■ **Stored data**
━━━━━━

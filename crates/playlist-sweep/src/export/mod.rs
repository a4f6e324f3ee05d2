//! Export of a collected set to JSON, CSV and XLSX.
//!
//! All formats share one timestamped base name so the files of a run sort
//! together. The writers are independent and run concurrently on blocking
//! threads; one failing format never stops the others.

pub mod csv_writer;
pub mod json_writer;
pub mod xlsx_writer;

use crate::collect::{CollectedSet, Item};
use crate::error::ExportError;
use serde::Serialize;
use std::fmt;
use std::path::{Path, PathBuf};
use std::sync::Arc;
use tracing::{error, info, warn};

/// Column order shared by the tabular formats.
pub const COLUMNS: [&str; 7] = ["title", "age", "views", "thumbnail", "link", "id", "toggle"];

/// Output formats.
#[derive(Debug, Clone, Copy, PartialEq, Eq, Hash, Serialize)]
#[serde(rename_all = "lowercase")]
pub enum ExportFormat {
    Json,
    Csv,
    Xlsx,
}

impl ExportFormat {
    pub fn extension(&self) -> &'static str {
        match self {
            Self::Json => "json",
            Self::Csv => "csv",
            Self::Xlsx => "xlsx",
        }
    }
}

impl fmt::Display for ExportFormat {
    fn fmt(&self, f: &mut fmt::Formatter<'_>) -> fmt::Result {
        f.write_str(self.extension())
    }
}

/// A format that could not be written.
#[derive(Debug)]
pub struct FormatFailure {
    pub format: ExportFormat,
    pub error: ExportError,
}

/// Files written by one export.
#[derive(Debug, Default)]
pub struct ExportReport {
    pub base_name: String,
    pub written: Vec<PathBuf>,
    pub failures: Vec<FormatFailure>,
}

impl ExportReport {
    pub fn is_complete(&self) -> bool {
        self.failures.is_empty()
    }
}

/// Result of an export call.
#[derive(Debug)]
pub enum ExportOutcome {
    /// Nothing was collected, so nothing was written.
    Skipped,
    Written(ExportReport),
}

/// `playlist_data_<YYYYmmdd_HHMMSS>` for the current local time.
pub fn timestamped_base_name() -> String {
    format!(
        "playlist_data_{}",
        chrono::Local::now().format("%Y%m%d_%H%M%S")
    )
}

/// Export `collected` into `output_dir` using a fresh timestamped base name.
pub async fn export(collected: &CollectedSet, output_dir: &Path) -> ExportOutcome {
    export_with_base(collected, output_dir, &timestamped_base_name()).await
}

/// Export `collected` into `output_dir` as `<base_name>.{json,csv,xlsx}`.
pub async fn export_with_base(
    collected: &CollectedSet,
    output_dir: &Path,
    base_name: &str,
) -> ExportOutcome {
    if collected.is_empty() {
        warn!("no videos to save");
        return ExportOutcome::Skipped;
    }

    let mut report = ExportReport {
        base_name: base_name.to_string(),
        ..ExportReport::default()
    };

    if let Err(source) = tokio::fs::create_dir_all(output_dir).await {
        error!("cannot create output directory {}: {source}", output_dir.display());
        let path = output_dir.to_path_buf();
        for format in [ExportFormat::Json, ExportFormat::Csv, ExportFormat::Xlsx] {
            report.failures.push(FormatFailure {
                format,
                error: ExportError::Io {
                    path: path.clone(),
                    source: std::io::Error::new(source.kind(), source.to_string()),
                },
            });
        }
        return ExportOutcome::Written(report);
    }

    let items: Arc<[Item]> = collected.items().into();
    let writer = |format: ExportFormat, write: WriteFn| {
        let path = output_dir.join(format!("{base_name}.{}", format.extension()));
        run_writer(format, path, Arc::clone(&items), write)
    };

    let (json, csv, xlsx) = tokio::join!(
        writer(ExportFormat::Json, json_writer::write),
        writer(ExportFormat::Csv, csv_writer::write),
        writer(ExportFormat::Xlsx, xlsx_writer::write),
    );

    for (format, result) in [json, csv, xlsx] {
        match result {
            Ok(path) => report.written.push(path),
            Err(error) => {
                error!(%format, "export failed: {error}");
                report.failures.push(FormatFailure { format, error });
            }
        }
    }

    info!(
        base = %report.base_name,
        records = items.len(),
        written = report.written.len(),
        failed = report.failures.len(),
        "export finished"
    );
    ExportOutcome::Written(report)
}

type WriteFn = fn(&Path, &[Item]) -> Result<(), ExportError>;

async fn run_writer(
    format: ExportFormat,
    path: PathBuf,
    items: Arc<[Item]>,
    write: WriteFn,
) -> (ExportFormat, Result<PathBuf, ExportError>) {
    let result = tokio::task::spawn_blocking(move || write(&path, &items).map(|()| path))
        .await
        .map_err(|e| ExportError::Task(e.to_string()))
        .and_then(|r| r);
    (format, result)
}

#[cfg(test)]
mod tests {
    use super::*;
    use crate::collect::RawItem;

    pub(crate) fn sample_set(n: usize) -> CollectedSet {
        let mut set = CollectedSet::new();
        set.ingest((0..n).map(|i| RawItem {
            title: format!("Video {i}"),
            metric_text: format!("{i}K views"),
            age_text: format!("{i} days ago"),
            link: format!("https://www.youtube.com/watch?v=ID{i}&list=PL"),
            thumbnail_url: format!("https://i.ytimg.com/vi/ID{i}/hq.jpg"),
        }));
        set
    }

    #[test]
    fn test_base_name_shape() {
        let name = timestamped_base_name();
        let stamp = name.strip_prefix("playlist_data_").unwrap();
        assert_eq!(stamp.len(), 15);
        assert_eq!(&stamp[8..9], "_");
        assert!(stamp.chars().filter(|c| *c != '_').all(|c| c.is_ascii_digit()));
    }

    #[tokio::test]
    async fn test_empty_set_is_skipped() {
        let dir = tempfile::tempdir().unwrap();
        let outcome = export(&CollectedSet::new(), dir.path()).await;
        assert!(matches!(outcome, ExportOutcome::Skipped));
        assert_eq!(std::fs::read_dir(dir.path()).unwrap().count(), 0);
    }

    #[tokio::test]
    async fn test_writes_all_three_formats() {
        let dir = tempfile::tempdir().unwrap();
        let out = dir.path().join("nested/output");
        let outcome = export_with_base(&sample_set(3), &out, "playlist_data_20240101_000000").await;

        let ExportOutcome::Written(report) = outcome else {
            panic!("expected files to be written");
        };
        assert!(report.is_complete());
        assert_eq!(report.written.len(), 3);
        for ext in ["json", "csv", "xlsx"] {
            assert!(out.join(format!("playlist_data_20240101_000000.{ext}")).is_file());
        }
    }

    #[tokio::test]
    async fn test_one_failing_format_does_not_block_others() {
        let dir = tempfile::tempdir().unwrap();
        // A directory squatting on the CSV path makes only that writer fail.
        std::fs::create_dir(dir.path().join("run.csv")).unwrap();

        let outcome = export_with_base(&sample_set(2), dir.path(), "run").await;
        let ExportOutcome::Written(report) = outcome else {
            panic!("expected a report");
        };
        assert_eq!(report.failures.len(), 1);
        assert_eq!(report.failures[0].format, ExportFormat::Csv);
        assert_eq!(report.written.len(), 2);
        assert!(dir.path().join("run.json").is_file());
        assert!(dir.path().join("run.xlsx").is_file());
    }
}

━━━━━━

■ **Task item**
Everything from the first line of the entries above through the line with "of a run sort" is to be reproduced exactly, and nothing else.

■ **Task result**
filename crates/playlist-sweep/src/export/mod.rs
repository a4f6e324f3ee05d2
//! Export of a collected set to JSON, CSV and XLSX.
//!
//! All formats share one timestamped base name so the files of a run sort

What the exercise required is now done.